◆ WHAT THIS TASK INVOLVES
Transcribe the records in full, keeping every word exactly as given.

◆ MATERIAL PROVIDED
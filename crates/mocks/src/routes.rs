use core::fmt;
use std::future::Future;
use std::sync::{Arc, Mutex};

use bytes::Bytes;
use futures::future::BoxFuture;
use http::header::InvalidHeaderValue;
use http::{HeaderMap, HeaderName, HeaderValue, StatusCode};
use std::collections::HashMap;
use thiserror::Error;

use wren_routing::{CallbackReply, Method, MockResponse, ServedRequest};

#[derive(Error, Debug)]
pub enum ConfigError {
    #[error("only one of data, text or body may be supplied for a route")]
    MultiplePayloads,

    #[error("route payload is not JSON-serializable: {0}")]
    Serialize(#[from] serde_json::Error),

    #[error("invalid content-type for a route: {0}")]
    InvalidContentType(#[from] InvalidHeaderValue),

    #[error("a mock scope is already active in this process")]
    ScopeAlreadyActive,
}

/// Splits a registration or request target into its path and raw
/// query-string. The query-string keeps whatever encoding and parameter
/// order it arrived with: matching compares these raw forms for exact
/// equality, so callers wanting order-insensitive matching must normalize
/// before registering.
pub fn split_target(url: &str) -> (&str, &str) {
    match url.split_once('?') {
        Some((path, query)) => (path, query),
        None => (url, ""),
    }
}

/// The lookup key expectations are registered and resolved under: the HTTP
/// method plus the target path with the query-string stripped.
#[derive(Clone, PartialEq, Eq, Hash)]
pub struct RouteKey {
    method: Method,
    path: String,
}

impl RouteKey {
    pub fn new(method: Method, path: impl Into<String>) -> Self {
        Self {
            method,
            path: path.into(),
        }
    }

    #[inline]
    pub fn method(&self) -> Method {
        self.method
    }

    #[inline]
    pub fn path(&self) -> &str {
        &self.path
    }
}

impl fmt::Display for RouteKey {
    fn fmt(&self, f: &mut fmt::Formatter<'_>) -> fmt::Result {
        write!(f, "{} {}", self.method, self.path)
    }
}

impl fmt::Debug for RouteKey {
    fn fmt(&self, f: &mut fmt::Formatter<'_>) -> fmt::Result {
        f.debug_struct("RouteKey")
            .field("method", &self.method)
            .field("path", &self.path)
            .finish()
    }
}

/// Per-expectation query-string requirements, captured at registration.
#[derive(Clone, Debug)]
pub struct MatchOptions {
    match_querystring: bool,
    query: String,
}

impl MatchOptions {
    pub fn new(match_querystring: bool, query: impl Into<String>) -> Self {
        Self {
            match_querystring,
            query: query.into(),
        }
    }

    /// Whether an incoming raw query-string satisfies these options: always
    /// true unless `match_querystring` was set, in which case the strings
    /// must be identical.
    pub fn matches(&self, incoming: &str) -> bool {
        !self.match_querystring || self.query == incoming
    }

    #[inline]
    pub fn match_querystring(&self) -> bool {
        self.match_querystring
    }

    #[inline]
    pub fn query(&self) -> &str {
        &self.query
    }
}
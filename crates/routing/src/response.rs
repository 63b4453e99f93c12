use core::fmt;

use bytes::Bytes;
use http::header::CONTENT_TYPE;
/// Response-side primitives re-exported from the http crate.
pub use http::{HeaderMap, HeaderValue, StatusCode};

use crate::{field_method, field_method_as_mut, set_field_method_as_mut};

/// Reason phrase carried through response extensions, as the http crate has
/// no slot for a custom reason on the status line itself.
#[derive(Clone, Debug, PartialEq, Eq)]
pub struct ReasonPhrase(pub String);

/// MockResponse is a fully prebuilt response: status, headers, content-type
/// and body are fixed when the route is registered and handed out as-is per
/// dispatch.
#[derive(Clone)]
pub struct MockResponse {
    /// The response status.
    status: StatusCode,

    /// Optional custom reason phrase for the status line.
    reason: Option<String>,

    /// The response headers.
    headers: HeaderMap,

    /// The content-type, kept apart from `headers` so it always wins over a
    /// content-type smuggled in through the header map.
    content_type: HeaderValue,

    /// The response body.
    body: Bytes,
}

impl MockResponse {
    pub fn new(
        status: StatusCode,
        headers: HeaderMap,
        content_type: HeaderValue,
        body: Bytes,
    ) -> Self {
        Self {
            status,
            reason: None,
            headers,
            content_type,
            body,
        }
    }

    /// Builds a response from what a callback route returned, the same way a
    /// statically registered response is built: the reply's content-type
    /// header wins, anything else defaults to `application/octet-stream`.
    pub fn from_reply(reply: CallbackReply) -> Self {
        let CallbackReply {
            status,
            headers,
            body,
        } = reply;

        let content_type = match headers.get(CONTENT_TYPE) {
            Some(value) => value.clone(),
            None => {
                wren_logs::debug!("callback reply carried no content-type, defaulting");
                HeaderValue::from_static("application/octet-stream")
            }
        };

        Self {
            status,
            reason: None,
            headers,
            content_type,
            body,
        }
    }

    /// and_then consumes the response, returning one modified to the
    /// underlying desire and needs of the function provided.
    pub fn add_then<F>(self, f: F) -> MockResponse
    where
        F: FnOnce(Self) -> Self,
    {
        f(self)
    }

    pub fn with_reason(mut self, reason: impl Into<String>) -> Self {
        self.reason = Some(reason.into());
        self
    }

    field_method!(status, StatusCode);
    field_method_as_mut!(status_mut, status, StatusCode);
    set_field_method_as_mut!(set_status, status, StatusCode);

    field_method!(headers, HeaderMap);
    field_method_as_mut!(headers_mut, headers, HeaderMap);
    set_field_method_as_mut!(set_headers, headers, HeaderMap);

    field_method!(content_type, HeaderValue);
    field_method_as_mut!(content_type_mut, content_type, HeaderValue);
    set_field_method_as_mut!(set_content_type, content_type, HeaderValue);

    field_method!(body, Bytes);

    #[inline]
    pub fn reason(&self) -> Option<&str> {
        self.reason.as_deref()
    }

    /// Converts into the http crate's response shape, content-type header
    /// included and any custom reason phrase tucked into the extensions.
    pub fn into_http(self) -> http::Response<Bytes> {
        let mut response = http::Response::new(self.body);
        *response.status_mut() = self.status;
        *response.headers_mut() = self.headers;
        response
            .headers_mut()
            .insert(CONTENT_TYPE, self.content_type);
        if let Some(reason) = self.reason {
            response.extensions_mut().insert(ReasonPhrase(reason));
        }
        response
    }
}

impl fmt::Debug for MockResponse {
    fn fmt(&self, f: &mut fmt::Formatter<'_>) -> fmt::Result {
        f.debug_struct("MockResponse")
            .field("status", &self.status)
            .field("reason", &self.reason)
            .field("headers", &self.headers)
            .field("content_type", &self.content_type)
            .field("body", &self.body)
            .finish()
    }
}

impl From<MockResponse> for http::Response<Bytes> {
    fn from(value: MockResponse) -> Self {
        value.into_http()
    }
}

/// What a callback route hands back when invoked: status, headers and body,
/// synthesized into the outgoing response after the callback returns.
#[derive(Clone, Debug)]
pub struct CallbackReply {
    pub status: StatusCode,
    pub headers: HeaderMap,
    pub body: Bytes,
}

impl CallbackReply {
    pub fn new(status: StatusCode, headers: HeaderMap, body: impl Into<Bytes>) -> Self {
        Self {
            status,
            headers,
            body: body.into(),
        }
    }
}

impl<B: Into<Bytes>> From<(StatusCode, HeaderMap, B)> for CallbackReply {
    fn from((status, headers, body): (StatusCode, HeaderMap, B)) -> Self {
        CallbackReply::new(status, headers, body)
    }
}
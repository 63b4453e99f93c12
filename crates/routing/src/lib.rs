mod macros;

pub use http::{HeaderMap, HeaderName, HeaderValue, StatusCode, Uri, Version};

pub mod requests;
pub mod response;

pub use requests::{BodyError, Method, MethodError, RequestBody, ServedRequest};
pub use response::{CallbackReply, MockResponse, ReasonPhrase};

◆ EXPECTED OUTPUT
filename crates/mocks/src/routes.rs
use core::fmt;
use std::future::Future;
use std::sync::{Arc, Mutex};

use bytes::Bytes;
use futures::future::BoxFuture;
use http::header::InvalidHeaderValue;
use http::{HeaderMap, HeaderName, HeaderValue, StatusCode};
use std::collections::HashMap;
use thiserror::Error;

use wren_routing::{CallbackReply, Method, MockResponse, ServedRequest};

#[derive(Error, Debug)]
pub enum ConfigError {
    #[error("only one of data, text or body may be supplied for a route")]
    MultiplePayloads,

    #[error("route payload is not JSON-serializable: {0}")]
    Serialize(#[from] serde_json::Error),

    #[error("invalid content-type for a route: {0}")]
    InvalidContentType(#[from] InvalidHeaderValue),

    #[error("a mock scope is already active in this process")]
    ScopeAlreadyActive,
}

/// Splits a registration or request target into its path and raw
/// query-string. The query-string keeps whatever encoding and parameter
/// order it arrived with: matching compares these raw forms for exact
/// equality, so callers wanting order-insensitive matching must normalize
/// before registering.
pub fn split_target(url: &str) -> (&str, &str) {
    match url.split_once('?') {
        Some((path, query)) => (path, query),
        None => (url, ""),
    }
}

/// The lookup key expectations are registered and resolved under: the HTTP
/// method plus the target path with the query-string stripped.
#[derive(Clone, PartialEq, Eq, Hash)]
pub struct RouteKey {
    method: Method,
    path: String,
}

impl RouteKey {
    pub fn new(method: Method, path: impl Into<String>) -> Self {
        Self {
            method,
            path: path.into(),
        }
    }

    #[inline]
    pub fn method(&self) -> Method {
        self.method
    }

    #[inline]
    pub fn path(&self) -> &str {
        &self.path
    }
}

impl fmt::Display for RouteKey {
    fn fmt(&self, f: &mut fmt::Formatter<'_>) -> fmt::Result {
        write!(f, "{} {}", self.method, self.path)
    }
}

impl fmt::Debug for RouteKey {
    fn fmt(&self, f: &mut fmt::Formatter<'_>) -> fmt::Result {
        f.debug_struct("RouteKey")
            .field("method", &self.method)
            .field("path", &self.path)
            .finish()
    }
}

/// Per-expectation query-string requirements, captured at registration.
#[derive(Clone, Debug)]
pub struct MatchOptions {
    match_querystring: bool,
    query: String,
}

impl MatchOptions {
    pub fn new(match_querystring: bool, query: impl Into<String>) -> Self {
        Self {
            match_querystring,
            query: query.into(),
        }
    }

    /// Whether an incoming raw query-string satisfies these options: always
    /// true unless `match_querystring` was set, in which case the strings
    /// must be identical.
    pub fn matches(&self, incoming: &str) -> bool {
        !self.match_querystring || self.query == incoming
    }

    #[inline]
    pub fn match_querystring(&self) -> bool {
        self.match_querystring
    }

    #[inline]
    pub fn query(&self) -> &str {
        &self.query
    }
}
filename crates/routing/src/response.rs
repository 63b4453e99f93c12
use core::fmt;

use bytes::Bytes;
use http::header::CONTENT_TYPE;
/// Response-side primitives re-exported from the http crate.
pub use http::{HeaderMap, HeaderValue, StatusCode};

use crate::{field_method, field_method_as_mut, set_field_method_as_mut};

/// Reason phrase carried through response extensions, as the http crate has
/// no slot for a custom reason on the status line itself.
#[derive(Clone, Debug, PartialEq, Eq)]
pub struct ReasonPhrase(pub String);

/// MockResponse is a fully prebuilt response: status, headers, content-type
/// and body are fixed when the route is registered and handed out as-is per
/// dispatch.
#[derive(Clone)]
pub struct MockResponse {
    /// The response status.
    status: StatusCode,

    /// Optional custom reason phrase for the status line.
    reason: Option<String>,

    /// The response headers.
    headers: HeaderMap,

    /// The content-type, kept apart from `headers` so it always wins over a
    /// content-type smuggled in through the header map.
    content_type: HeaderValue,

    /// The response body.
    body: Bytes,
}

impl MockResponse {
    pub fn new(
        status: StatusCode,
        headers: HeaderMap,
        content_type: HeaderValue,
        body: Bytes,
    ) -> Self {
        Self {
            status,
            reason: None,
            headers,
            content_type,
            body,
        }
    }

    /// Builds a response from what a callback route returned, the same way a
    /// statically registered response is built: the reply's content-type
    /// header wins, anything else defaults to `application/octet-stream`.
    pub fn from_reply(reply: CallbackReply) -> Self {
        let CallbackReply {
            status,
            headers,
            body,
        } = reply;

        let content_type = match headers.get(CONTENT_TYPE) {
            Some(value) => value.clone(),
            None => {
                wren_logs::debug!("callback reply carried no content-type, defaulting");
                HeaderValue::from_static("application/octet-stream")
            }
        };

        Self {
            status,
            reason: None,
            headers,
            content_type,
            body,
        }
    }

    /// and_then consumes the response, returning one modified to the
    /// underlying desire and needs of the function provided.
    pub fn add_then<F>(self, f: F) -> MockResponse
    where
        F: FnOnce(Self) -> Self,
    {
        f(self)
    }

    pub fn with_reason(mut self, reason: impl Into<String>) -> Self {
        self.reason = Some(reason.into());
        self
    }

    field_method!(status, StatusCode);
    field_method_as_mut!(status_mut, status, StatusCode);
    set_field_method_as_mut!(set_status, status, StatusCode);

    field_method!(headers, HeaderMap);
    field_method_as_mut!(headers_mut, headers, HeaderMap);
    set_field_method_as_mut!(set_headers, headers, HeaderMap);

    field_method!(content_type, HeaderValue);
    field_method_as_mut!(content_type_mut, content_type, HeaderValue);
    set_field_method_as_mut!(set_content_type, content_type, HeaderValue);

    field_method!(body, Bytes);

    #[inline]
    pub fn reason(&self) -> Option<&str> {
        self.reason.as_deref()
    }

    /// Converts into the http crate's response shape, content-type header
    /// included and any custom reason phrase tucked into the extensions.
    pub fn into_http(self) -> http::Response<Bytes> {
        let mut response = http::Response::new(self.body);
        *response.status_mut() = self.status;
        *response.headers_mut() = self.headers;
        response
            .headers_mut()
            .insert(CONTENT_TYPE, self.content_type);
        if let Some(reason) = self.reason {
            response.extensions_mut().insert(ReasonPhrase(reason));
        }
        response
    }
}

impl fmt::Debug for MockResponse {
    fn fmt(&self, f: &mut fmt::Formatter<'_>) -> fmt::Result {
        f.debug_struct("MockResponse")
            .field("status", &self.status)
            .field("reason", &self.reason)
            .field("headers", &self.headers)
            .field("content_type", &self.content_type)
            .field("body", &self.body)
            .finish()
    }
}

impl From<MockResponse> for http::Response<Bytes> {
    fn from(value: MockResponse) -> Self {
        value.into_http()
    }
}

/// What a callback route hands back when invoked: status, headers and body,
/// synthesized into the outgoing response after the callback returns.
#[derive(Clone, Debug)]
pub struct CallbackReply {
    pub status: StatusCode,
    pub headers: HeaderMap,
    pub body: Bytes,
}

impl CallbackReply {
    pub fn new(status: StatusCode, headers: HeaderMap, body: impl Into<Bytes>) -> Self {
        Self {
            status,
            headers,
            body: body.into(),
        }
    }
}

impl<B: Into<Bytes>> From<(StatusCode, HeaderMap, B)> for CallbackReply {
    fn from((status, headers, body): (StatusCode, HeaderMap, B)) -> Self {
        CallbackReply::new(status, headers, body)
    }
}
repository 63b4453e99f93c12
filename crates/routing/src/lib.rs
mod macros;

pub use http::{HeaderMap, HeaderName, HeaderValue, StatusCode, Uri, Version};

pub mod requests;
pub mod response;

pub use requests::{BodyError, Method, MethodError, RequestBody, ServedRequest};
pub use response::{CallbackReply, MockResponse, ReasonPhrase};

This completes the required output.